1 November 2011
A new poll by Macmillan Cancer Support asked women, out of the three most commonly diagnosed cancers, which were they more confident of knowing the signs and symptoms for – only 6% said lung – the UK’s biggest cancer killer - whereas 80% said breast and 11% said bowel .
Despite lung cancer having the highest mortality rate of all cancers, the poll of 1,000 women revealed that half (53%) feared getting breast cancer more than lung (23%) and bowel (21%) .
The symptoms of lung cancer include:
- a continuing cough or a change in a long-standing cough pattern
- coughing up blood stained phlegm
- a dull ache, or a sharp pain, when you cough or take a deep breath
- increasing breathlessness or wheezing, and
- a hoarse voice.
These symptoms may be caused by other illnesses or infections as well.
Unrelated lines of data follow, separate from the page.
//! Routing policy — decides which responders handle a request
//!
//! Two strategies are supported. The keyword ladder is a fixed-order
//! if/else chain, first match wins. The classifier strategy asks the
//! model for a JSON routing decision and recovers to the ladder whenever
//! the call fails or its output does not decode; that recovery never
//! surfaces an error to the caller.

use serde::{Deserialize, Serialize};
use thiserror::Error;
use tracing::{debug, info, warn};

use crate::api::{ApiClient, ApiMessage};
use crate::classifier::Classification;
use crate::types::Responder;

/// The orchestrator's choice of responders for one request
#[derive(Debug, Clone)]
pub struct RoutingDecision {
    /// Responders to invoke, in order. Never empty.
    pub responders: Vec<Responder>,
    /// True iff more than one responder, or planning mode was selected
    pub is_multi_agent: bool,
    /// Diagnostic only — never drives control flow
    pub reasoning: String,
    /// Dominant voice when only one content result exists
    pub primary: Option<Responder>,
}

impl RoutingDecision {
    fn single(responder: Responder, reasoning: impl Into<String>) -> Self {
        Self {
            responders: vec![responder],
            is_multi_agent: responder == Responder::PlanningMode,
            reasoning: reasoning.into(),
            primary: Some(responder),
        }
    }

    fn content_then_email(content: Responder, reasoning: impl Into<String>) -> Self {
        Self {
            responders: vec![content, Responder::EmailFormatter],
            is_multi_agent: true,
            reasoning: reasoning.into(),
            primary: Some(content),
        }
    }
}

/// Which routing strategy to run
#[derive(Debug, Clone, Copy, PartialEq, Eq, Serialize, Deserialize)]
#[serde(rename_all = "snake_case")]
pub enum RoutingStrategy {
    /// Deterministic keyword-priority ladder only
    KeywordLadder,
    /// Complexity gate + model classification, ladder as fallback
    ClassifierPlanner,
}

/// Configuration for the routing policy
#[derive(Debug, Clone)]
pub struct RouterConfig {
    pub strategy: RoutingStrategy,
    /// Word count above which a complexity keyword escalates to planning mode
    pub complexity_word_threshold: usize,
}

impl Default for RouterConfig {
    fn default() -> Self {
        Self {
            // Start with the ladder — deterministic and free
            strategy: RoutingStrategy::KeywordLadder,
            complexity_word_threshold: 10,
        }
    }
}

/// Why a model classification response failed to decode
#[derive(Debug, Error)]
pub enum DecodeError {
    #[error("no JSON object found in response")]
    NoJsonObject,
    #[error("invalid JSON: {0}")]
    Json(#[from] serde_json::Error),
    #[error("unknown responder name: {0}")]
    UnknownResponder(String),
    #[error("empty responder list")]
    EmptyResponderList,
}

/// Converts a classification into a routing decision
pub struct RoutingPolicy {
    api: ApiClient,
    config: RouterConfig,
}

impl RoutingPolicy {
    pub fn new(api: ApiClient, config: RouterConfig) -> Self {
        Self { api, config }
    }

    /// Decide which responders handle this request. Never fails and never
    /// returns an empty responder list.
    pub async fn decide(&self, text: &str, classification: &Classification) -> RoutingDecision {
        match self.config.strategy {
            RoutingStrategy::KeywordLadder => keyword_ladder(classification),
            RoutingStrategy::ClassifierPlanner => {
                self.decide_with_classifier(text, classification).await
            }
        }
    }

    async fn decide_with_classifier(
        &self,
        text: &str,
        classification: &Classification,
    ) -> RoutingDecision {
        // Complex tasks escalate to planning mode — but never for email
        // requests. Planning output could itself look like a new email,
        // which would re-trigger email classification indefinitely.
        if is_complex_task(classification, self.config.complexity_word_threshold) {
            info!("Complex task detected, escalating to planning mode");
            return RoutingDecision::single(
                Responder::PlanningMode,
                "Complex multi-step task suitable for planning mode",
            );
        }

        match self.classify_with_model(text).await {
            Ok(raw) => match parse_decision(&raw) {
                Ok(decision) => {
                    debug!("Model routing decision: {:?}", decision.responders);
                    normalize_decision(decision, classification)
                }
                Err(e) => {
                    warn!("Failed to decode routing response: {}, using keyword fallback", e);
                    ladder_with_email_append(classification)
                }
            },
            Err(e) => {
                warn!("Routing classification call failed: {}, using keyword fallback", e);
                ladder_with_email_append(classification)
            }
        }
    }

    async fn classify_with_model(&self, text: &str) -> anyhow::Result<String> {
        let prompt = format!(
            r#"Analyze this user request and determine which responders should handle it:

User request: "{text}"

Available responders:
- weather_lookup: Weather conditions, forecasts, temperature, climate
- domain_expert: AI ethics, bias, human-AI dependency, AI governance
- knowledge_qa: Customer support, technical help, product information
- email_formatter: Professional email formatting (use with a content responder)
- direct_handler: Casual conversation, greetings, general knowledge

Email formatting logic: if the request needs EMAIL FORMAT (markers like
"Subject:", "Dear", formal closings), pick ONE content responder plus
email_formatter last, and set is_multi_agent to true. Otherwise pick a
single responder.

Return a JSON object with exactly this format:
{{
    "agents_to_call": ["responder_name"],
    "reasoning": "Brief explanation of why these responders were chosen",
    "is_multi_agent": false,
    "primary_agent": "responder_name"
}}

Examples:
- "What's the weather in Paris?" -> {{"agents_to_call": ["weather_lookup"], "reasoning": "Weather query", "is_multi_agent": false, "primary_agent": "weather_lookup"}}
- "Subject: Weather Request\nDear Support,\nWhat's the weather in Paris?" -> {{"agents_to_call": ["weather_lookup", "email_formatter"], "reasoning": "Weather query requiring email format", "is_multi_agent": true, "primary_agent": "weather_lookup"}}

Always respond with valid JSON only."#
        );

        let messages = vec![ApiMessage::user(prompt)];
        self.api
            .generate(
                &messages,
                "You are a routing system for a multi-responder platform. Output only valid JSON.",
            )
            .await
    }
}

/// True iff the request is long enough, carries a complexity keyword, and
/// is not email-formatted (the anti-loop invariant).
pub fn is_complex_task(classification: &Classification, word_threshold: usize) -> bool {
    !classification.is_email_format
        && classification.complexity_score >= 1
        && classification.word_count > word_threshold
}

/// The keyword-priority ladder: fixed evaluation order, first match wins,
/// no backtracking. Higher-priority topics always win ties.
pub fn keyword_ladder(c: &Classification) -> RoutingDecision {
    if c.is_email_format {
        // EmailFormatter alone; the executor manufactures content first
        RoutingDecision::single(Responder::EmailFormatter, "Email-format markers detected")
    } else if c.weather_score >= 2 {
        RoutingDecision::single(Responder::WeatherLookup, "Strong weather keyword match")
    } else if c.ethics_score >= 2 {
        RoutingDecision::single(Responder::DomainExpert, "Strong AI-ethics keyword match")
    } else if c.support_score >= 2 || (c.support_score >= 1 && c.has_question_words) {
        RoutingDecision::single(Responder::KnowledgeQa, "Support keyword match")
    } else if c.weather_score >= 1 {
        RoutingDecision::single(Responder::WeatherLookup, "Weak weather keyword match")
    } else if c.ethics_score >= 1 {
        RoutingDecision::single(Responder::DomainExpert, "Weak AI-ethics keyword match")
    } else {
        RoutingDecision::single(
            Responder::DirectHandler,
            "No responder keywords found, handling directly",
        )
    }
}

/// Ladder variant used as the classifier strategy's fallback: email-format
/// requests get exactly one content responder (chosen by the same topic
/// ladder) with EmailFormatter appended as the final stage.
pub fn ladder_with_email_append(c: &Classification) -> RoutingDecision {
    let content = if c.weather_score >= 2 {
        Responder::WeatherLookup
    } else if c.ethics_score >= 2 {
        Responder::DomainExpert
    } else if c.support_score >= 2 || (c.support_score >= 1 && c.has_question_words) {
        Responder::KnowledgeQa
    } else if c.weather_score >= 1 {
        Responder::WeatherLookup
    } else if c.ethics_score >= 1 {
        Responder::DomainExpert
    } else {
        Responder::DirectHandler
    };

    if c.is_email_format {
        RoutingDecision::content_then_email(
            content,
            format!("{} content with email formatting", content.display_name()),
        )
    } else {
        RoutingDecision::single(content, "Keyword fallback routing")
    }
}

/// Decode a model classification response into a routing decision.
///
/// Tolerates surrounding prose by scanning for the outermost JSON object,
/// but is strict about the decoded shape: unknown responder names and
/// empty responder lists are decode errors, not silent defaults.
pub fn parse_decision(text: &str) -> Result<RoutingDecision, DecodeError> {
    let start = text.find('{').ok_or(DecodeError::NoJsonObject)?;
    let end = text.rfind('}').ok_or(DecodeError::NoJsonObject)?;
    if end < start {
        return Err(DecodeError::NoJsonObject);
    }

    let value: serde_json::Value = serde_json::from_str(&text[start..=end])?;

    let names = value
        .get("agents_to_call")
        .and_then(|v| v.as_array())
        .ok_or(DecodeError::EmptyResponderList)?;

    let mut responders = Vec::with_capacity(names.len());
    for name in names {
        let name = name.as_str().unwrap_or_default();
        let responder = Responder::from_name(name)
            .ok_or_else(|| DecodeError::UnknownResponder(name.to_string()))?;
        responders.push(responder);
    }

    if responders.is_empty() {
        return Err(DecodeError::EmptyResponderList);
    }

    let reasoning = value
        .get("reasoning")
        .and_then(|v| v.as_str())
        .unwrap_or("Model-classified routing")
        .to_string();

    let is_multi_agent = value
        .get("is_multi_agent")
        .and_then(|v| v.as_bool())
        .unwrap_or(responders.len() > 1);

    let primary = value
        .get("primary_agent")
        .and_then(|v| v.as_str())
        .and_then(Responder::from_name)
        .or_else(|| responders.first().copied());

    Ok(RoutingDecision {
        responders,
        is_multi_agent,
        reasoning,
        primary,
    })
}

/// Enforce the email invariants on a decoded decision: email-format
/// requests never reach planning mode, and always end with exactly one
/// EmailFormatter stage after a content responder.
fn normalize_decision(mut decision: RoutingDecision, c: &Classification) -> RoutingDecision {
    if !c.is_email_format {
        return decision;
    }

    decision
        .responders
        .retain(|r| *r != Responder::PlanningMode && *r != Responder::EmailFormatter);

    if decision.responders.is_empty() {
        return ladder_with_email_append(c);
    }

    // Exactly one content stage before formatting
    decision.responders.truncate(1);
    decision.primary = decision.responders.first().copied();
    decision.responders.push(Responder::EmailFormatter);
    decision.is_multi_agent = true;
    decision
}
But please see your GP to be sure – because if cancers are found at an early stage there is a much better chance of survival.
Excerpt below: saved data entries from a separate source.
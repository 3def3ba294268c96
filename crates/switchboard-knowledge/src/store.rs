//! SQLite storage for support documents with vector search

use anyhow::{Context, Result};
use chrono::{DateTime, Utc};
use rusqlite::{params, Connection, Row};
use serde::{Deserialize, Serialize};
use std::path::Path;
use std::sync::{Arc, Mutex};
use tracing::{debug, info, warn};

use crate::embedding::{
    cosine_similarity, deserialize_embedding, serialize_embedding, Embedder,
};

/// A customer support knowledge-base document
#[derive(Debug, Clone, Serialize, Deserialize)]
pub struct SupportDocument {
    pub id: String,
    pub title: String,
    pub content: String,
    pub category: String,
    pub tags: Vec<String>,
    pub priority: String,
    pub last_updated: DateTime<Utc>,
}

/// SQLite-backed document store (thread-safe via Arc<Mutex>).
///
/// Search is vector-based when an embedder is configured, with a plain
/// text fallback when one is missing or the embedding call fails.
pub struct SupportStore {
    conn: Arc<Mutex<Connection>>,
    embedder: Option<Arc<dyn Embedder>>,
}

impl SupportStore {
    /// Open (or create) the store at the given path and initialize the schema
    pub fn new<P: AsRef<Path>>(path: P) -> Result<Self> {
        let conn = Connection::open(path.as_ref())
            .context("Failed to open support document database")?;

        info!("Initializing support store at {:?}", path.as_ref());

        conn.execute(
            "CREATE TABLE IF NOT EXISTS support_documents (
                id TEXT PRIMARY KEY,
                title TEXT NOT NULL,
                content TEXT NOT NULL,
                category TEXT NOT NULL,
                tags TEXT NOT NULL,
                priority TEXT NOT NULL,
                last_updated TEXT NOT NULL,
                embedding BLOB
            )",
            [],
        )?;

        conn.execute(
            "CREATE INDEX IF NOT EXISTS idx_documents_category
             ON support_documents(category)",
            [],
        )?;

        Ok(Self {
            conn: Arc::new(Mutex::new(conn)),
            embedder: None,
        })
    }

    /// Attach an embedding client. Without one, search falls back to text matching.
    pub fn with_embedder(mut self, embedder: Arc<dyn Embedder>) -> Self {
        self.embedder = Some(embedder);
        self
    }

    /// Add (or replace) a document, embedding title + content when possible
    pub async fn add_document(&self, document: &SupportDocument) -> Result<()> {
        let embedding_blob = match &self.embedder {
            Some(embedder) => {
                let text = format!("{}\n\n{}", document.title, document.content);
                match embedder.embed(&text).await {
                    Ok(vector) => Some(serialize_embedding(&vector)),
                    Err(e) => {
                        warn!("Embedding failed for document {}: {}", document.id, e);
                        None
                    }
                }
            }
            None => None,
        };

        let conn = Arc::clone(&self.conn);
        let doc = document.clone();

        tokio::task::spawn_blocking(move || {
            let conn = conn.lock().unwrap_or_else(|poisoned| {
                warn!("Store mutex was poisoned, recovering");
                poisoned.into_inner()
            });

            conn.execute(
                "INSERT OR REPLACE INTO support_documents
                 (id, title, content, category, tags, priority, last_updated, embedding)
                 VALUES (?1, ?2, ?3, ?4, ?5, ?6, ?7, ?8)",
                params![
                    &doc.id,
                    &doc.title,
                    &doc.content,
                    &doc.category,
                    serde_json::to_string(&doc.tags)?,
                    &doc.priority,
                    doc.last_updated.to_rfc3339(),
                    embedding_blob,
                ],
            )?;

            debug!("Stored document: {} ({})", doc.title, doc.id);
            Ok(())
        })
        .await
        .context("spawn_blocking task panicked")?
    }

    /// Search for the top_k most relevant documents.
    ///
    /// Scores are cosine similarities in roughly [-1, 1] on the vector
    /// path; the text fallback uses occurrence-count scores instead.
    /// An empty result is not an error.
    pub async fn search(
        &self,
        query: &str,
        top_k: usize,
    ) -> Result<Vec<(SupportDocument, f32)>> {
        let query_embedding = match &self.embedder {
            Some(embedder) => match embedder.embed(query).await {
                Ok(vector) => Some(vector),
                Err(e) => {
                    warn!("Query embedding failed, falling back to text search: {}", e);
                    None
                }
            },
            None => None,
        };

        match query_embedding {
            Some(vector) => self.vector_search(vector, top_k).await,
            None => self.text_search(query, top_k).await,
        }
    }

    async fn vector_search(
        &self,
        query_embedding: Vec<f32>,
        top_k: usize,
    ) -> Result<Vec<(SupportDocument, f32)>> {
        let conn = Arc::clone(&self.conn);

        tokio::task::spawn_blocking(move || {
            let conn = conn.lock().unwrap_or_else(|poisoned| {
                warn!("Store mutex was poisoned, recovering");
                poisoned.into_inner()
            });

            let mut stmt = conn.prepare(
                "SELECT id, title, content, category, tags, priority, last_updated, embedding
                 FROM support_documents WHERE embedding IS NOT NULL",
            )?;

            let mut results: Vec<(SupportDocument, f32)> = Vec::new();
            let mut rows = stmt.query([])?;
            while let Some(row) = rows.next()? {
                let blob: Vec<u8> = row.get(7)?;
                let doc_embedding = deserialize_embedding(&blob);
                let similarity = cosine_similarity(&query_embedding, &doc_embedding);
                results.push((row_to_document(row)?, similarity));
            }

            results.sort_by(|a, b| b.1.partial_cmp(&a.1).unwrap_or(std::cmp::Ordering::Equal));
            results.truncate(top_k);

            debug!("Vector search returned {} documents", results.len());
            Ok(results)
        })
        .await
        .context("spawn_blocking task panicked")?
    }

    /// Fallback text search: LIKE on title/content, scored by occurrence
    /// count with title hits weighted double.
    async fn text_search(
        &self,
        query: &str,
        top_k: usize,
    ) -> Result<Vec<(SupportDocument, f32)>> {
        let conn = Arc::clone(&self.conn);
        let query = query.to_owned();

        tokio::task::spawn_blocking(move || {
            let conn = conn.lock().unwrap_or_else(|poisoned| {
                warn!("Store mutex was poisoned, recovering");
                poisoned.into_inner()
            });

            let pattern = format!("%{}%", query);
            let mut stmt = conn.prepare(
                "SELECT id, title, content, category, tags, priority, last_updated, embedding
                 FROM support_documents
                 WHERE title LIKE ?1 OR content LIKE ?1",
            )?;

            let query_lower = query.to_lowercase();
            let mut results: Vec<(SupportDocument, f32)> = Vec::new();
            let mut rows = stmt.query(params![pattern])?;
            while let Some(row) = rows.next()? {
                let doc = row_to_document(row)?;
                let title_matches = count_occurrences(&doc.title.to_lowercase(), &query_lower);
                let content_matches =
                    count_occurrences(&doc.content.to_lowercase(), &query_lower);
                let score =
                    (title_matches * 2 + content_matches) as f32 / query.len().max(1) as f32;
                results.push((doc, score));
            }

            results.sort_by(|a, b| b.1.partial_cmp(&a.1).unwrap_or(std::cmp::Ordering::Equal));
            results.truncate(top_k);

            debug!("Text search returned {} documents", results.len());
            Ok(results)
        })
        .await
        .context("spawn_blocking task panicked")?
    }

    /// Number of stored documents
    pub async fn document_count(&self) -> Result<usize> {
        let conn = Arc::clone(&self.conn);

        tokio::task::spawn_blocking(move || {
            let conn = conn.lock().unwrap_or_else(|poisoned| {
                warn!("Store mutex was poisoned, recovering");
                poisoned.into_inner()
            });

            let count: usize =
                conn.query_row("SELECT COUNT(*) FROM support_documents", [], |row| {
                    row.get(0)
                })?;
            Ok(count)
        })
        .await
        .context("spawn_blocking task panicked")?
    }

    /// Distinct document categories
    pub async fn categories(&self) -> Result<Vec<String>> {
        let conn = Arc::clone(&self.conn);

        tokio::task::spawn_blocking(move || {
            let conn = conn.lock().unwrap_or_else(|poisoned| {
                warn!("Store mutex was poisoned, recovering");
                poisoned.into_inner()
            });

            let mut stmt = conn.prepare(
                "SELECT DISTINCT category FROM support_documents ORDER BY category",
            )?;
            let categories = stmt
                .query_map([], |row| row.get(0))?
                .collect::<std::result::Result<Vec<String>, _>>()?;
            Ok(categories)
        })
        .await
        .context("spawn_blocking task panicked")?
    }

    /// Seed the store with the sample customer support corpus
    pub async fn populate_sample_data(&self) -> Result<()> {
        info!("Populating support store with sample documents");
        for doc in sample_documents() {
            self.add_document(&doc).await?;
        }
        Ok(())
    }
}

fn row_to_document(row: &Row<'_>) -> rusqlite::Result<SupportDocument> {
    let tags_json: String = row.get(4)?;
    let last_updated: String = row.get(6)?;
    Ok(SupportDocument {
        id: row.get(0)?,
        title: row.get(1)?,
        content: row.get(2)?,
        category: row.get(3)?,
        tags: serde_json::from_str(&tags_json).unwrap_or_default(),
        priority: row.get(5)?,
        last_updated: DateTime::parse_from_rfc3339(&last_updated)
            .map(|dt| dt.with_timezone(&Utc))
            .unwrap_or_else(|_| Utc::now()),
    })
}

fn count_occurrences(haystack: &str, needle: &str) -> usize {
    if needle.is_empty() {
        return 0;
    }
    haystack.matches(needle).count()
}

fn sample_document(
    id: &str,
    title: &str,
    content: &str,
    category: &str,
    tags: &[&str],
    priority: &str,
) -> SupportDocument {
    SupportDocument {
        id: id.to_string(),
        title: title.to_string(),
        content: content.to_string(),
        category: category.to_string(),
        tags: tags.iter().map(|t| t.to_string()).collect(),
        priority: priority.to_string(),
        last_updated: Utc::now(),
    }
}

fn sample_documents() -> Vec<SupportDocument> {
    vec![
        sample_document(
            "billing-001",
            "How to Update Your Billing Information",
            "To update your billing information, navigate to Account Settings > Billing > \
             Payment Methods. Click 'Update Payment Method' and enter your new credit card \
             details. Changes take effect immediately for future billing cycles. If you \
             encounter any issues, please contact our billing support team.",
            "billing",
            &["billing", "payment", "account", "credit-card"],
            "medium",
        ),
        sample_document(
            "account-001",
            "Password Reset Instructions",
            "If you've forgotten your password, go to the login page and click 'Forgot \
             Password'. Enter your email address and we'll send you a reset link. Check your \
             spam folder if you don't see the email within 5 minutes. The reset link expires \
             after 24 hours for security reasons.",
            "account",
            &["password", "reset", "login", "security"],
            "high",
        ),
        sample_document(
            "technical-001",
            "Application Performance Issues",
            "If you're experiencing slow loading times or timeouts, try these steps: 1) Clear \
             your browser cache and cookies 2) Disable browser extensions 3) Try a different \
             browser 4) Check your internet connection speed. If issues persist, please \
             provide your browser version and operating system when contacting support.",
            "technical",
            &["performance", "browser", "troubleshooting", "speed"],
            "high",
        ),
        sample_document(
            "features-001",
            "How to Export Your Data",
            "You can export your data in multiple formats: CSV, JSON, or PDF. Go to Settings > \
             Data Export, select your preferred format and date range. Large exports may take \
             several minutes to process. You'll receive an email notification when your export \
             is ready for download. Downloads expire after 7 days.",
            "features",
            &["export", "data", "download", "backup"],
            "low",
        ),
        sample_document(
            "billing-002",
            "Understanding Your Invoice",
            "Your monthly invoice includes subscription fees, usage charges, and any applicable \
             taxes. The billing period is shown at the top. Usage charges are calculated based \
             on your plan limits. Taxes are applied according to your billing address. For \
             detailed breakdowns, expand each line item in your invoice.",
            "billing",
            &["invoice", "charges", "taxes", "subscription"],
            "medium",
        ),
        sample_document(
            "account-002",
            "Two-Factor Authentication Setup",
            "Secure your account with two-factor authentication (2FA). Go to Security Settings \
             > Two-Factor Authentication. You can use an authenticator app like Google \
             Authenticator or receive SMS codes. We recommend using an authenticator app for \
             better security. Save your backup codes in a secure location.",
            "account",
            &["2fa", "security", "authentication", "setup"],
            "medium",
        ),
        sample_document(
            "technical-002",
            "API Rate Limiting Guidelines",
            "Our API has rate limits to ensure fair usage: 1000 requests per hour for basic \
             plans, 5000 for premium plans. If you exceed the limit, you'll receive a 429 \
             status code. Implement exponential backoff in your applications. Rate limits \
             reset every hour. Contact us for enterprise plans with higher limits.",
            "technical",
            &["api", "rate-limit", "development", "integration"],
            "medium",
        ),
        sample_document(
            "features-002",
            "Collaboration and Sharing Features",
            "Invite team members by going to Team Settings > Add Members. Set permissions for \
             each member: Viewer, Editor, or Admin. Share individual projects using the Share \
             button - you can create view-only or edit links. Links can be password-protected \
             and set to expire. Track who accessed your shared content in the Activity Log.",
            "features",
            &["collaboration", "sharing", "team", "permissions"],
            "low",
        ),
    ]
}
Kim Hardwick, Senior Cancer Information Nurse at Macmillan Cancer Support, said:
'This is worrying especially as the number of women diagnosed with lung cancer is increasing every year whereas for men the numbers are in decline. Lung cancer is often diagnosed at a late stage when curative treatment is no longer possible. It’s so important that women – particularly those that smoke - are aware of the symptoms of lung cancer and see their doctor promptly. Diagnosis at an earlier stage could save your life.'
Mum of two daughters Yvonne, from London, was diagnosed with lung cancer in 2006 and 2008 and had one lung removed, says:
'I feared other cancers like breast and checked my breasts regularly but never thought I would get lung cancer. After all, I didn’t smoke and led a healthy lifestyle. I wished I had been more aware of the early symptoms of lung cancer as if caught early enough there is a better chance of recovering from it.'
'Being told that I might have less than five years to live turned my world upside down. I’m still undergoing treatment but having lung cancer has put my life into perspective and I make the most of every precious moment with my family.'
Every day more people face the toughest fight of their lives. For cancer support every step of the way, or to find out how you can support their work, call Macmillan Cancer Support free on 0808 808 00 00 or visit macmillan.org.uk
For further information, please contact:
Julie Wills, Assistant Media & PR Officer of Macmillan Cancer Support
020 7840 4933
Notes to Editors:
Sources:  &  Macmillan Cancer Support (September 2011). Macmillan conducted an online survey of 1,000 women across the UK. Fieldwork was undertaken between 21 September and 22 September 2011. The figures have not been weighted.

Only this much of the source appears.